According to the researchers, both the mummies provided crucial leads about the life of people in Wyoming during that time.
Researchers Cecil Main and Frank Carr discovered Chiquita in the early 1930s. Recalling their meeting with the mummy, the researchers said that they were searching for yellow metals in the ground when they blew the entrance to a cave on the slope in the Pedro Mountains, which is around 65 miles southwest of Casper.
While carrying out the excavation inside the cave they discovered a tiny, dead old man with leathery skin. They say the mummy’s arms were crossed and legs were folded. It appeared seating on a ledge in the cave. The mummy was about 6 to 7 inches tall sitting down and weighed around a pound.
The mummy, which was kept on display in Greeley, Colorado and lately, in Lusk, belonged to Ivan Goodman, a Casper car dealer. According to the researchers, Goodman lost the mummy at the hands of a con artist in 1950.
The story of the mummy was re-publicized during a show in 1994. The show featured George Gill, the University of Wyoming anthropologist, in its story coverage.
In Cheyenne, a family was watching the show. They knew that Pedro Mountain mummy was not alone. They carried Chiquita to Gill.
Chiquita was present in a trunk in the Cheyenne family’s attic for so many decades. It was a relic which was bought by their grandfather from a sheepherder.

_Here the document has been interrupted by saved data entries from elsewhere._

//! Session lifecycle and lobby coordination for Impostor.
//!
//! Each game session runs as an isolated Tokio task (actor model) that owns
//! its [`GameSession`]. Everything that changes a session goes through the
//! actor; reads use published snapshots.
//!
//! # Key types
//!
//! - [`SessionRegistry`]: creates sessions, owns join codes, finds and
//!   destroys sessions
//! - [`SessionHandle`]: send commands to a running session actor, read
//!   snapshots, subscribe to changes
//! - [`LobbyCoordinator`]: join, leave, kick
//! - [`RoleAssigner`]: picks the impostors at start
//! - [`RoundStateMachine`]: status transitions, win check, scoring
//! - [`VoteTally`]: ballots and plurality resolution
//! - [`SessionSettings`] / [`RegistryConfig`]: tunables

mod actor;
mod code;
mod config;
mod error;
mod lobby;
mod model;
mod registry;
mod roles;
mod round;
mod tally;
mod timer;

pub use actor::{SessionCallback, SessionHandle, Subscription};
pub use code::{CodeGenerator, DEFAULT_ALPHABET, DEFAULT_CODE_LENGTH, JoinCode};
pub use config::{RegistryConfig, ScoringRules, SessionSettings};
pub use error::{GameError, Missing};
pub use lobby::LobbyCoordinator;
pub use model::{Ballot, GameSession, Player, PlayerProfile};
pub use registry::SessionRegistry;
pub use roles::RoleAssigner;
pub use round::RoundStateMachine;
pub use tally::VoteTally;
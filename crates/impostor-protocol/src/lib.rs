//! Wire protocol for Impostor.
//!
//! This crate defines what clients and the game server say to each other:
//!
//! - **Identity types** ([`SessionId`], [`PlayerId`], [`UserId`]) shared by
//!   every layer above.
//! - **Messages** ([`ClientMessage`], [`ServerMessage`]) wrapped in an
//!   [`Envelope`] for sequencing.
//! - **Views** ([`SessionView`], [`PlayerView`]): the per-viewer, redacted
//!   snapshot of a game session that gets pushed after every change.
//! - **Codec** ([`Codec`] trait, [`JsonCodec`]) and [`ProtocolError`].
//!
//! The protocol layer knows nothing about connections or game rules. It
//! only describes shapes and how to turn them into bytes.
//!
//! ```text
//! WebSocket (bytes) → Protocol (Envelope) → Lobby engine (GameSession)
//! ```

mod codec;
mod error;
mod messages;
mod types;
mod view;

pub use codec::Codec;
#[cfg(feature = "json")]
pub use codec::JsonCodec;
pub use error::ProtocolError;
pub use messages::{ClientMessage, Envelope, ErrorKind, Payload, ServerMessage};
pub use types::{
    Elimination, Faction, GameStatus, PlayerId, SessionId, UserId, VoteCount,
};
pub use view::{PlayerView, SessionView};
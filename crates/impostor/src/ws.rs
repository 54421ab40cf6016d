//! WebSocket listener and connection built on `tokio-tungstenite`.
//!
//! A connection is split into a sink and a stream, each behind its own
//! lock, so the handler can wait for the next client frame while another
//! branch pushes a session update.

use std::fmt;
use std::net::SocketAddr;
use std::sync::atomic::{AtomicU64, Ordering};

use futures_util::stream::{SplitSink, SplitStream};
use futures_util::{SinkExt, StreamExt};
use tokio::net::{TcpListener, TcpStream};
use tokio::sync::Mutex;
use tokio_tungstenite::WebSocketStream;
use tokio_tungstenite::tungstenite::{self, Message};

/// Counter for generating unique connection IDs.
static NEXT_CONNECTION_ID: AtomicU64 = AtomicU64::new(1);

type WsStream = WebSocketStream<TcpStream>;

/// Errors raised by the WebSocket layer.
#[derive(Debug, thiserror::Error)]
pub enum TransportError {
    /// The listen address is taken or not ours to bind. Fatal at startup.
    #[error("bind failed: {0}")]
    BindFailed(#[source] std::io::Error),

    #[error("accept failed: {0}")]
    AcceptFailed(#[source] std::io::Error),

    /// The HTTP upgrade to WebSocket did not complete.
    #[error("websocket upgrade failed: {0}")]
    UpgradeFailed(#[source] tungstenite::Error),

    #[error("send failed: {0}")]
    SendFailed(#[source] tungstenite::Error),

    #[error("receive failed: {0}")]
    ReceiveFailed(#[source] tungstenite::Error),
}

/// Opaque identifier for a connection, used in logs.
#[derive(Debug, Clone, Copy, PartialEq, Eq, Hash)]
pub struct ConnectionId(u64);

impl fmt::Display for ConnectionId {
    fn fmt(&self, f: &mut fmt::Formatter<'_>) -> fmt::Result {
        write!(f, "conn-{}", self.0)
    }
}

/// Listens for incoming TCP connections.
pub struct WsListener {
    listener: TcpListener,
}

impl WsListener {
    pub async fn bind(addr: &str) -> Result<Self, TransportError> {
        let listener = TcpListener::bind(addr)
            .await
            .map_err(TransportError::BindFailed)?;
        tracing::info!(addr, "WebSocket listener bound");
        Ok(Self { listener })
    }

    pub fn local_addr(&self) -> std::io::Result<SocketAddr> {
        self.listener.local_addr()
    }

    /// Accepts the next TCP connection. The WebSocket upgrade happens in
    /// [`WsConnection::upgrade`], on the connection's own task, so a slow
    /// client cannot stall the accept loop.
    pub async fn accept(&self) -> Result<(TcpStream, SocketAddr), TransportError> {
        self.listener
            .accept()
            .await
            .map_err(TransportError::AcceptFailed)
    }
}

/// One upgraded WebSocket connection.
pub struct WsConnection {
    id: ConnectionId,
    peer: SocketAddr,
    sink: Mutex<SplitSink<WsStream, Message>>,
    stream: Mutex<SplitStream<WsStream>>,
}

impl WsConnection {
    /// Performs the WebSocket handshake on an accepted TCP stream.
    pub async fn upgrade(stream: TcpStream, peer: SocketAddr) -> Result<Self, TransportError> {
        let ws = tokio_tungstenite::accept_async(stream)
            .await
            .map_err(TransportError::UpgradeFailed)?;
        let (sink, stream) = ws.split();
        let id = ConnectionId(NEXT_CONNECTION_ID.fetch_add(1, Ordering::Relaxed));
        tracing::debug!(%id, %peer, "accepted WebSocket connection");
        Ok(Self {
            id,
            peer,
            sink: Mutex::new(sink),
            stream: Mutex::new(stream),
        })
    }

    pub fn id(&self) -> ConnectionId {
        self.id
    }

    pub fn peer(&self) -> SocketAddr {
        self.peer
    }

    /// Sends one frame. JSON payloads go out as text frames.
    pub async fn send(&self, data: &[u8]) -> Result<(), TransportError> {
        let msg = match std::str::from_utf8(data) {
            Ok(text) => Message::text(text.to_owned()),
            Err(_) => Message::binary(data.to_vec()),
        };
        self.sink
            .lock()
            .await
            .send(msg)
            .await
            .map_err(TransportError::SendFailed)
    }

    /// Receives the next data frame, skipping control frames.
    ///
    /// Returns `Ok(None)` once the peer closed the connection. Cancel-safe:
    /// a frame is only consumed when it is returned.
    pub async fn recv(&self) -> Result<Option<Vec<u8>>, TransportError> {
        let mut stream = self.stream.lock().await;
        loop {
            match stream.next().await {
                Some(Ok(Message::Binary(data))) => return Ok(Some(data.into())),
                Some(Ok(Message::Text(text))) => return Ok(Some(text.as_bytes().to_vec())),
                Some(Ok(Message::Close(_))) | None => return Ok(None),
                Some(Ok(_)) => continue,
                Some(Err(e)) => return Err(TransportError::ReceiveFailed(e)),
            }
        }
    }

    pub async fn close(&self) -> Result<(), TransportError> {
        self.sink
            .lock()
            .await
            .close()
            .await
            .map_err(TransportError::SendFailed)
    }
}
//! Join codes.

use std::fmt;

use rand::Rng;
use serde::{Deserialize, Serialize};

use crate::GameError;

/// Uppercase letters and digits with the look-alikes `0`, `1`, `I`, `O`
/// removed. 32 symbols.
pub const DEFAULT_ALPHABET: &str = "ABCDEFGHJKLMNPQRSTUVWXYZ23456789";

/// Symbols per code.
pub const DEFAULT_CODE_LENGTH: usize = 6;

/// A short, human-typeable session code such as `"AB3X7Q"`.
///
/// Always stored normalized (trimmed, uppercase).
#[derive(Debug, Clone, PartialEq, Eq, Hash, PartialOrd, Ord, Serialize, Deserialize)]
#[serde(transparent)]
pub struct JoinCode(String);

impl JoinCode {
    /// Normalizes user input: surrounding whitespace dropped, letters
    /// uppercased. Does not check the alphabet; an unknown code simply
    /// won't be found.
    pub fn normalize(input: &str) -> Self {
        Self(input.trim().to_uppercase())
    }

    pub fn as_str(&self) -> &str {
        &self.0
    }
}

impl fmt::Display for JoinCode {
    fn fmt(&self, f: &mut fmt::Formatter<'_>) -> fmt::Result {
        f.write_str(&self.0)
    }
}

// ---------------------------------------------------------------------------
// CodeGenerator
// ---------------------------------------------------------------------------

/// Draws join codes uniformly from an alphabet.
///
/// The default is 32 symbols by 6 characters (about a billion codes). Tests
/// shrink both to force collisions.
#[derive(Debug, Clone)]
pub struct CodeGenerator {
    alphabet: Vec<char>,
    length: usize,
}

impl Default for CodeGenerator {
    fn default() -> Self {
        Self {
            alphabet: DEFAULT_ALPHABET.chars().collect(),
            length: DEFAULT_CODE_LENGTH,
        }
    }
}

impl CodeGenerator {
    /// Builds a generator over a custom alphabet.
    ///
    /// # Errors
    /// Returns `GameError::InvalidSettings` if the alphabet is empty, has
    /// duplicates or lowercase letters, or `length` is zero.
    pub fn new(alphabet: &str, length: usize) -> Result<Self, GameError> {
        let mut symbols: Vec<char> = alphabet.chars().collect();
        if symbols.is_empty() || length == 0 {
            return Err(GameError::InvalidSettings(
                "code alphabet and length must be non-empty".into(),
            ));
        }
        if symbols.iter().any(|c| c.is_lowercase() || c.is_whitespace()) {
            return Err(GameError::InvalidSettings(
                "code alphabet must not contain lowercase or whitespace".into(),
            ));
        }
        let total = symbols.len();
        symbols.sort_unstable();
        symbols.dedup();
        if symbols.len() != total {
            return Err(GameError::InvalidSettings(
                "code alphabet has duplicate symbols".into(),
            ));
        }
        Ok(Self {
            alphabet: alphabet.chars().collect(),
            length,
        })
    }

    /// Number of distinct codes, saturating at `u64::MAX`.
    pub fn capacity(&self) -> u64 {
        (self.alphabet.len() as u64)
            .checked_pow(self.length as u32)
            .unwrap_or(u64::MAX)
    }

    pub fn length(&self) -> usize {
        self.length
    }

    /// Draws one code.
    pub fn generate<R: Rng + ?Sized>(&self, rng: &mut R) -> JoinCode {
        let code = (0..self.length)
            .map(|_| self.alphabet[rng.random_range(0..self.alphabet.len())])
            .collect();
        JoinCode(code)
    }
}
/// Handles a single connection from accept to close.
pub(crate) async fn handle_connection<A, C>(
    conn: WsConnection,
    state: Arc<ServerState<A, C>>,
) -> Result<(), ImpostorError>
where
    A: Authenticator,
    C: Codec,
{
    let conn_id = conn.id();
    tracing::debug!(%conn_id, peer = %conn.peer(), "handling new connection");

    let mut out = Outbox {
        conn: &conn,
        codec: &state.codec,
        seq: 1,
        start: Instant::now(),
    };

    // --- Step 1: Handshake ---
    let (identity, seat) = perform_handshake(&conn, &state, &mut out).await?;
    let user_id = identity.user_id.clone();
    tracing::info!(%conn_id, %user_id, "user authenticated");

    let _guard = PresenceGuard {
        user_id: user_id.clone(),
        state: Arc::clone(&state),
    };

    let mut seated = match seat {
        Some(seat) => reattach(&state, &user_id, seat).await,
        None => None,
    };
    if let Some(seated) = seated.as_mut() {
        announce_seat(&mut out, seated).await?;
    }

    // --- Step 2: Message loop ---
    let idle = state.config.idle_timeout;
    let mut deadline = tokio::time::Instant::now() + idle;

    loop {
        tokio::select! {
            received = conn.recv() => {
                let data = match received {
                    Ok(Some(data)) => data,
                    Ok(None) => {
                        tracing::info!(%user_id, "connection closed cleanly");
                        break;
                    }
                    Err(e) => {
                        tracing::debug!(%user_id, error = %e, "recv error");
                        break;
                    }
                };
                deadline = tokio::time::Instant::now() + idle;

                let msg = match state.codec.decode::<Envelope>(&data) {
                    Ok(Envelope { payload: Payload::Client(msg), .. }) => msg,
                    Ok(_) => {
                        out.send_error(ErrorKind::BadRequest, "expected a client message").await?;
                        continue;
                    }
                    Err(e) => {
                        tracing::debug!(%user_id, error = %e, "failed to decode envelope");
                        out.send_error(ErrorKind::BadRequest, &e.to_string()).await?;
                        continue;
                    }
                };

                let close = handle_client_message(&state, &identity, &mut seated, &mut out, msg)
                    .await?;
                if close {
                    break;
                }
            }
            update = next_update(&mut seated) => {
                push_update(&state, &user_id, &mut seated, &mut out, update).await?;
            }
            () = tokio::time::sleep_until(deadline) => {
                tracing::info!(%user_id, "connection timed out");
                out.send(ServerMessage::Disconnect { reason: "idle timeout".into() }).await?;
                break;
            }
        }
    }

    let _ = conn.close().await;
    // _guard drops here → presence disconnect fires.
    Ok(())
}
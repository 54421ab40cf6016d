//! # Impostor
//!
//! Game server for Impostor, a social deduction party game played from
//! phones. Players gather in a lobby behind a six-character join code, the
//! server secretly picks the impostors, and rounds of discussion and
//! voting run until one faction wins.
//!
//! The server is authoritative: every rule is enforced by a per-session
//! actor in [`impostor_lobby`], and each client only ever receives a view
//! redacted for the player it belongs to.
//!
//! ## Quick Start
//!
//! ```rust,no_run
//! use impostor::prelude::*;
//!
//! # async fn run() -> Result<(), ImpostorError> {
//! let auth = StaticAuthenticator::new()
//!     .with_user("dev-token", Identity::new("u-dev", "dev@example.com", None));
//! let server = ImpostorServerBuilder::new()
//!     .bind("0.0.0.0:8080")
//!     .build(auth)
//!     .await?;
//! server.run().await
//! # }
//! ```

mod error;
mod handler;
pub mod logging;
mod server;
mod ws;

pub use error::ImpostorError;
pub use server::{ImpostorServer, ImpostorServerBuilder, PROTOCOL_VERSION, ServerConfig};
pub use ws::{ConnectionId, TransportError, WsConnection, WsListener};

/// Everything needed to embed and configure the server.
pub mod prelude {
    pub use crate::{
        ImpostorError, ImpostorServer, ImpostorServerBuilder, PROTOCOL_VERSION, ServerConfig,
    };
    pub use impostor_identity::{
        Authenticator, Identity, IdentityError, PresenceConfig, StaticAuthenticator,
    };
    pub use impostor_lobby::{GameError, RegistryConfig, ScoringRules, SessionSettings};
    pub use impostor_protocol::{
        ClientMessage, Codec, Envelope, ErrorKind, Faction, GameStatus, JsonCodec, Payload,
        PlayerId, ServerMessage, SessionId, SessionView, UserId,
    };
}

For Gill, Pedro Mountain mummy was gone but he did not want to lose Chiquita in any case.
Gill carried out tests on Chiquita and found it was a baby born with anencephaly. The same signs Gill had seen in the Pedro Mountain mummy. Both the infants were born without the capacity to survive, but were preserved in a great manner.
“Nowhere else in Wyoming do we have burial sitting up like that. Never sitting up with legs crossed and arms folded across their chest”, said Gill.